Mi soledad matutina no era una casualidad. Es sencillamente la constación de un cambio de gusto en la cultura occidental: la pérdida de la fascinación por la antigüedad grecorromana.
Esta afirmación puede ser exagerada, ya que la existencia de la propia Glyptothek es prueba clara de lo contrario. Sin embargo, no vivimos ya en los tiempos del Renacimiento, en los que el presente se contemplaba con los ojos del pasado, ni mucho menos en el Neoclasicismo, cuando el único arte posible es el que buscaba resucitar el tiempo perdido. Nuestro tiempo es el del Postmodernismo, en el que el horizonte cultural, aquel al que podemos aspirar a comprender es el que se extiende apenas quince minutos en el pasado y abarca a los que son nuestros iguales culturales y sociales.
Es cierto que lo que acabo de explicar es una generalización un tanto forzada. La grandeza del renacimiento no está en reconstruir sin cambios el pasado, tarea que no hubiese supuesto ninguna originalidad, sino en utilizar el vocabulario del pasado con una sintaxis propia, que debía por igual a la antigüedad clásica como a la tan denostada época medieval. Por otra parte, la fidelidad a ultranza del Neoclacismo lo era a un ideal que griegos y romanos no hubieran reconocido como propio, como demuestran las muchas veces que la investigación moderna ha tenido que corregir las conclusiones y reconstrucciones de aquel tiempo - de lo que la Glyptothek es magnifico ejemplo.
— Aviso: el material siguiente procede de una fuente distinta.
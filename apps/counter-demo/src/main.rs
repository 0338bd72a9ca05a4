use std::rc::Rc;
use std::sync::mpsc;
use std::thread;
use std::time::Duration;

use anyhow::Context;
use recompose_core::{
    call_site_key, Applier, Composer, ConcreteApplierHost, MutableState, NodeError, NodeId,
};
use recompose_runtime_std::StdRuntime;

const DEFAULT_TICKS: u32 = 5;

/// Prints every node mutation instead of building a real tree.
#[derive(Default)]
struct PrintApplier {
    live: usize,
}

impl Applier for PrintApplier {
    fn insert_node(&mut self, parent: Option<NodeId>, node: NodeId) -> Result<(), NodeError> {
        self.live += 1;
        println!("  + node {node} under {parent:?}");
        Ok(())
    }

    fn remove_node(&mut self, node: NodeId) -> Result<(), NodeError> {
        self.live = self.live.saturating_sub(1);
        println!("  - node {node}");
        Ok(())
    }

    fn set_children(
        &mut self,
        parent: Option<NodeId>,
        children: &[NodeId],
    ) -> Result<(), NodeError> {
        println!("  ~ children of {parent:?}: {children:?}");
        Ok(())
    }
}

fn label(composer: &Composer, text: String) {
    composer.restart_group(call_site_key!(), move |composer| {
        if !composer.record_input(text.as_str()) && composer.skipping() {
            composer.skip_to_group_end();
            return;
        }
        composer.start_node();
        println!("  label: {text}");
        composer.end_node();
    });
}

fn counter(composer: &Composer, count: &MutableState<u32>) {
    let value = count.read(composer);
    label(composer, String::from("Counter"));
    label(composer, format!("count = {value}"));
    if value % 2 == 0 {
        composer.with_group(call_site_key!(), |composer| {
            label(composer, String::from("even"));
        });
    }
    composer.disposable_effect(&(), |scope| {
        log::info!("counter entered the composition");
        scope.on_dispose(|| log::info!("counter left the composition"))
    });
}

fn ticks() -> anyhow::Result<u32> {
    match std::env::var("RECOMPOSE_DEMO_TICKS") {
        Ok(raw) => raw
            .parse()
            .with_context(|| format!("RECOMPOSE_DEMO_TICKS must be a number, got {raw:?}")),
        Err(_) => Ok(DEFAULT_TICKS),
    }
}

fn main() -> anyhow::Result<()> {
    #[cfg(feature = "logging")]
    env_logger::Builder::from_env(env_logger::Env::default().default_filter_or("info"))
        .format_timestamp_millis()
        .init();

    let ticks = ticks()?;
    let runtime = StdRuntime::new();
    let (frames_tx, frames_rx) = mpsc::channel();
    runtime.set_frame_waker(move || {
        let _ = frames_tx.send(());
    });

    let recomposer = runtime.recomposer();
    let applier = Rc::new(ConcreteApplierHost::new(PrintApplier::default()));
    let composer = recomposer.create_composer_with_applier(applier.clone());
    let count = MutableState::new(0_u32);

    println!("=== recompose counter demo ===");
    {
        let count = count.clone();
        recomposer
            .compose_with(&composer, move |composer| counter(composer, &count))
            .context("initial composition")?;
    }

    let writer = count.clone();
    let worker = thread::spawn(move || {
        for _ in 0..ticks {
            thread::sleep(Duration::from_millis(200));
            writer.update(|value| *value += 1);
        }
    });

    let mut frames = 0;
    while count.value() < ticks || runtime.handle().has_pending() {
        frames_rx
            .recv_timeout(Duration::from_secs(2))
            .context("no frame requested")?;
        frames += 1;
        println!("frame {frames}");
        let executions = runtime.run_frame().context("recomposition failed")?;
        log::debug!("frame recomposed {executions} scope(s)");
    }

    worker
        .join()
        .map_err(|_| anyhow::anyhow!("counter thread panicked"))?;
    runtime.clear_frame_waker();
    recomposer
        .dispose_composer(&composer)
        .context("disposing the composition")?;
    println!("live nodes after dispose: {}", applier.borrow_typed().live);
    Ok(())
}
No onstante, a pesar de todos estos peros y puntualizaciones, es innegable que hasta ayer mismo, incluso en tiempos de la vanguardia, la antigüedad clásica era una referencia constante, para lo bueno y para lo malo, para ensalzarla o para denostarla. Ya no es el caso, en este tiempo de la victoria del postomodernismo y la mejor medida de ese desapego es precisamente el olvido en que han caído los santuarios a ese tiempo que otras épocas construyeran, así como los repetidos intentos de historiadores de ese tiempo, tanto de los hechos como del arte, por intentar conseguir que el público franquee el abismo que separa a dos tiempos tan separados y distantes que no pueden comprenderse mutuamente.
Tengo que confesarles que para mí ese supuesto abismo no existe. Pocos estilos de estuales son tan sensuales y carnales como el que nos ha legado la antigüedad clásica. Cierto que los personajes representados - dioses, héroes, gobernantes - se nos muestran ensimismados en su propia perfección, mirando a través de nosotros como si no existiéramos, como si nosotros fuéramos los fantasmas y no ellos. Sin embargo, el modo en que sus cuerpos han sido tratados niega ese abandono y ese aislamiento, ya que al contrario de la frialdad neoclásica, pudoroso y tímido, el mármol grecorromano es auténtica carne, a la que sólo le distingue de la de nuestros cuerpos el albor níveo de la piedra.
Tan perfecta llega a ser la ilusión que, cuando me enfrento a estas estatuas, apenas puedo reprimir la tentación de alargar el brazo y tocarlas, presionarlos, esperando que cederán levemente a mi tacto y que llegaré a sentir su calor, su suavidad.
Pero no hace falta llegar a esos extremos, el ámbito que ocupan los estilos y el registro de la estatuaria grecorromana es tan amplio como los 1000 años que abarca su historia, desde su nacimiento a su plenitud. En el cabe no sólo el realismo extremo del retrato romano, en que la fidelidad al recuerdo antepasado permite - exige - la representación de sus defectos, sin apenas idealización, sino también el expresionismo tan cercano al cinismo contemporáneo de la escultura helenistas, tan turbadora que siempre ha sido relegada a las esquinas más obscuras de los museos.
O la extrañeza y la excentricidad de la escultura griega antes de su cristalización, en el que a pesar de su imperfección y su simplificación, los personajes aparecían revestidos de una naturalidad y una cercanía, simbolizada en un sonrisa que - equivocadamente - suponemos ajenas al talante griego y que por el contrario suponemos consustancial al carácter etrusco.